As the lines appear below, please set them down exactly, starting at the first and finishing with the one containing "let overrides: HashMap<String, String>".
************
use std::collections::HashMap;
use std::io::{IsTerminal, Read};

use skillrun_config::SkillrunConfig;
use skillrun_engine::Dispatcher;

pub(super) async fn cmd_run(
    config: SkillrunConfig,
    name: &str,
    input: Vec<(String, String)>,
) -> skillrun_core::Result<()> {
    let overrides: HashMap<String, String> = input.into_iter().collect();
    let piped = read_piped_stdin()?;

    let backend = skillrun_backend::from_config(&config.backend)?;
    let dispatcher = Dispatcher::from_config(&config, Some(backend))?;

    let outcome = dispatcher.run(name, &overrides, piped.as_deref()).await?;
    println!("{}", outcome.text);
    Ok(())
}

/// Read piped stdin when present. A terminal stdin means nothing was piped,
/// and so does an empty redirect like `< /dev/null`. Anything else — even a
/// lone newline — is a piped value, and binds (or fails as an ambiguous
/// pipe) accordingly.
fn read_piped_stdin() -> skillrun_core::Result<Option<String>> {
    let stdin = std::io::stdin();
    if stdin.is_terminal() {
        return Ok(None);
    }
    let mut content = String::new();
    stdin.lock().read_to_string(&mut content)?;
    Ok(piped_value(content))
}

fn piped_value(content: String) -> Option<String> {
    if content.is_empty() {
        None
    } else {
        Some(content)
    }
}

/// Make a dispatcher without a backend, for commands that never call one.
pub(super) fn offline_dispatcher(config: &SkillrunConfig) -> skillrun_core::Result<Dispatcher> {
    Dispatcher::from_config(config, None)
}

#[cfg(test)]
mod tests {
    use super::piped_value;

    #[test]
    fn only_truly_empty_stdin_counts_as_no_pipe() {
        assert_eq!(piped_value(String::new()), None);
        // A whitespace-only pipe is still a pipe: it must reach the
        // dispatcher so multi-input skills reject it as ambiguous.
        assert_eq!(piped_value("\n".to_string()), Some("\n".to_string()));
        assert_eq!(piped_value("  ".to_string()), Some("  ".to_string()));
        assert_eq!(
            piped_value("diff text\n".to_string()),
            Some("diff text\n".to_string())
        );
    }
}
************
### EXERCISE OUTPUT
use std::collections::HashMap;
use std::io::{IsTerminal, Read};

use skillrun_config::SkillrunConfig;
use skillrun_engine::Dispatcher;

pub(super) async fn cmd_run(
    config: SkillrunConfig,
    name: &str,
    input: Vec<(String, String)>,
) -> skillrun_core::Result<()> {
    let overrides: HashMap<String, String> = input.into_iter().collect();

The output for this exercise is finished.